§ Your objective: Given the material below, return only the lines starting at the line with "below the horizon." and ending at the line with "let x = f64::from(obstacle.x());", exactly as they appear.

§ Records supplied:
------------------------------------------------

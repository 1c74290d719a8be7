use flappy_engine::{AgentBody, Obstacle, WorldConfig};
use ratatui::{
    prelude::{Buffer, Rect},
    symbols::Marker,
    widgets::{
        Block as BlockWidget, Widget,
        canvas::{Canvas, Context, Line as CanvasLine, Rectangle},
    },
};

use crate::ui::widgets::color;

/// World units between the vertical strokes that fill an obstacle.
const PIPE_STROKE: f64 = 2.0;

/// Draws the world: obstacles, and one bird per body with its beak tilted by the
/// body's rotation hint.
///
/// World `y` grows downwards; the canvas is flipped so the ceiling is at the top.
#[derive(Debug)]
pub struct WorldDisplay<'a> {
    world: &'a WorldConfig,
    obstacles: &'a [Obstacle],
    bodies: Vec<AgentBody>,
    block: Option<BlockWidget<'a>>,
}

impl<'a> WorldDisplay<'a> {
    pub fn new(world: &'a WorldConfig, obstacles: &'a [Obstacle]) -> Self {
        Self {
            world,
            obstacles,
            bodies: vec![],
            block: None,
        }
    }

    pub fn bodies<I>(self, bodies: I) -> Self
    where
        I: IntoIterator<Item = AgentBody>,
    {
        Self {
            bodies: bodies.into_iter().collect(),
            ..self
        }
    }

    pub fn block(self, block: BlockWidget<'a>) -> Self {
        Self {
            block: Some(block),
            ..self
        }
    }

    /// Columns needed to show the world undistorted in `height` rows.
    ///
    /// Terminal cells are about twice as tall as they are wide.
    #[expect(clippy::cast_possible_truncation, clippy::cast_sign_loss)]
    pub fn width_for_height(&self, height: u16) -> u16 {
        let margin = super::block_vertical_margin(self.block.as_ref());
        let inner = f64::from(height.saturating_sub(margin));
        let aspect = f64::from(self.world.width) / f64::from(self.world.height);
        (inner * aspect * 2.0).round() as u16 + super::block_horizontal_margin(self.block.as_ref())
    }
}

fn fill_column(ctx: &mut Context<'_>, x: f64, width: f64, y_range: (f64, f64)) {
    let (bottom, top) = y_range;
    if top <= bottom {
        return;
    }
    let mut stroke = x;
    while stroke <= x + width {
        ctx.draw(&CanvasLine::new(stroke, bottom, stroke, top, color::PIPE));
        stroke += PIPE_STROKE;
    }
}

fn draw_bird(ctx: &mut Context<'_>, body: &AgentBody, world_height: f64) {
    let x = f64::from(body.x());
    let y = world_height - f64::from(body.bottom());
    let width = f64::from(body.width());
    let height = f64::from(body.height());
    ctx.draw(&Rectangle {
        x,
        y,
        width,
        height,
        color: color::BIRD,
    });

    // Positive velocity falls, so the beak tilts below the horizon.
    let angle = -f64::from(body.rotation());
    let (cx, cy) = (x + width / 2.0, y + height / 2.0);
    let reach = width * 0.75;
    ctx.draw(&CanvasLine::new(
        cx,
        cy,
        cx + reach * angle.cos(),
        cy + reach * angle.sin(),
        color::BEAK,
    ));
}

impl Widget for WorldDisplay<'_> {
    fn render(self, area: Rect, buf: &mut Buffer) {
        let Self {
            world,
            obstacles,
            bodies,
            block,
        } = self;
        let world_width = f64::from(world.width);
        let world_height = f64::from(world.height);

        let canvas = Canvas::default()
            .marker(Marker::HalfBlock)
            .background_color(color::SKY)
            .x_bounds([0.0, world_width])
            .y_bounds([0.0, world_height])
            .paint(|ctx| {
                for obstacle in obstacles {
                    let x = f64::from(obstacle.x());
                    let width = f64::from(obstacle.width());
                    let gap_top = f64::from(obstacle.gap_top());
                    let gap_bottom = f64::from(obstacle.gap_bottom());
                    fill_column(ctx, x, width, (world_height - gap_top, world_height));
                    fill_column(ctx, x, width, (0.0, world_height - gap_bottom));
                }
                ctx.layer();
                for body in &bodies {
                    draw_bird(ctx, body, world_height);
                }
            });

        match block {
            Some(block) => canvas.block(block).render(area, buf),
            None => canvas.render(area, buf),
        }
    }
}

------------------------------------------------

§ Response:
    // Positive velocity falls, so the beak tilts below the horizon.
    let angle = -f64::from(body.rotation());
    let (cx, cy) = (x + width / 2.0, y + height / 2.0);
    let reach = width * 0.75;
    ctx.draw(&CanvasLine::new(
        cx,
        cy,
        cx + reach * angle.cos(),
        cy + reach * angle.sin(),
        color::BEAK,
    ));
}

impl Widget for WorldDisplay<'_> {
    fn render(self, area: Rect, buf: &mut Buffer) {
        let Self {
            world,
            obstacles,
            bodies,
            block,
        } = self;
        let world_width = f64::from(world.width);
        let world_height = f64::from(world.height);

        let canvas = Canvas::default()
            .marker(Marker::HalfBlock)
            .background_color(color::SKY)
            .x_bounds([0.0, world_width])
            .y_bounds([0.0, world_height])
            .paint(|ctx| {
                for obstacle in obstacles {
                    let x = f64::from(obstacle.x());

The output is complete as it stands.